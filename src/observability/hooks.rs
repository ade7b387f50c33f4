// Copyright (c) 2025 Steve Wagner (ciroque@live.com)
// SPDX-License-Identifier: MIT

use std::time::Duration;

use crate::engine::WorkItem;
use crate::errors::{AbortReason, SourceError, TaskError};
use crate::observability::messages::engine::{BatchStopping, ErrorBudgetExceeded, SourcePullFailed};
use crate::observability::messages::task::{
    AdmissionDelayed, TaskFailed, TaskProgress, TaskRetrying, TaskStarted, TaskSucceeded,
    TaskTimedOut,
};
use crate::observability::messages::StructuredLog;
use crate::traits::ProcessorHooks;

/// Default hooks: every notification becomes a structured `tracing` event.
///
/// Pause and resume are logged by the processor itself, which knows the gate
/// generation.
#[derive(Debug, Default, Clone, Copy)]
pub struct TracingHooks;

impl<T, R> ProcessorHooks<T, R> for TracingHooks {
    fn on_task_start(&self, item: &WorkItem<T>) {
        TaskStarted { key: item.key }.log();
    }

    fn on_task_finish(&self, key: u64, _value: &R) {
        TaskSucceeded { key }.log();
    }

    fn on_task_error(&self, key: u64, error: &TaskError) {
        TaskFailed { key, error }.log();
    }

    fn on_task_retry(&self, key: u64, attempt: u32, error: &TaskError) {
        TaskRetrying {
            key,
            attempt,
            error,
        }
        .log();
    }

    fn on_task_timeout(&self, key: u64, timeout: Duration) {
        TaskTimedOut { key, timeout }.log();
    }

    fn on_task_progress(&self, key: u64, progress: &serde_json::Value) {
        TaskProgress { key, progress }.log();
    }

    fn on_delay(&self, delay: Duration) {
        AdmissionDelayed { delay }.log();
    }

    fn on_batch_stopped(&self, reason: &AbortReason) {
        BatchStopping { reason }.log();
    }

    fn on_budget_exceeded(&self, total_errors: usize, max_total_errors: usize) {
        ErrorBudgetExceeded {
            total_errors,
            max_total_errors,
        }
        .log();
    }

    fn on_pull_error(&self, error: &SourceError) {
        SourcePullFailed { error }.log();
    }
}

===

Problem requirements
Each record above has to be set down again, word for word.

Solution for this exercise
filename src/observability/hooks.rs
repository ade7b387f50c33f4
// Copyright (c) 2025 Steve Wagner (ciroque@live.com)
// SPDX-License-Identifier: MIT

use std::time::Duration;

use crate::engine::WorkItem;
use crate::errors::{AbortReason, SourceError, TaskError};
use crate::observability::messages::engine::{BatchStopping, ErrorBudgetExceeded, SourcePullFailed};
use crate::observability::messages::task::{
    AdmissionDelayed, TaskFailed, TaskProgress, TaskRetrying, TaskStarted, TaskSucceeded,
    TaskTimedOut,
};
use crate::observability::messages::StructuredLog;
use crate::traits::ProcessorHooks;

/// Default hooks: every notification becomes a structured `tracing` event.
///
/// Pause and resume are logged by the processor itself, which knows the gate
/// generation.
#[derive(Debug, Default, Clone, Copy)]
pub struct TracingHooks;

impl<T, R> ProcessorHooks<T, R> for TracingHooks {
    fn on_task_start(&self, item: &WorkItem<T>) {
        TaskStarted { key: item.key }.log();
    }

    fn on_task_finish(&self, key: u64, _value: &R) {
        TaskSucceeded { key }.log();
    }

    fn on_task_error(&self, key: u64, error: &TaskError) {
        TaskFailed { key, error }.log();
    }

    fn on_task_retry(&self, key: u64, attempt: u32, error: &TaskError) {
        TaskRetrying {
            key,
            attempt,
            error,
        }
        .log();
    }

    fn on_task_timeout(&self, key: u64, timeout: Duration) {
        TaskTimedOut { key, timeout }.log();
    }

    fn on_task_progress(&self, key: u64, progress: &serde_json::Value) {
        TaskProgress { key, progress }.log();
    }

    fn on_delay(&self, delay: Duration) {
        AdmissionDelayed { delay }.log();
    }

    fn on_batch_stopped(&self, reason: &AbortReason) {
        BatchStopping { reason }.log();
    }

    fn on_budget_exceeded(&self, total_errors: usize, max_total_errors: usize) {
        ErrorBudgetExceeded {
            total_errors,
            max_total_errors,
        }
        .log();
    }

    fn on_pull_error(&self, error: &SourceError) {
        SourcePullFailed { error }.log();
    }
}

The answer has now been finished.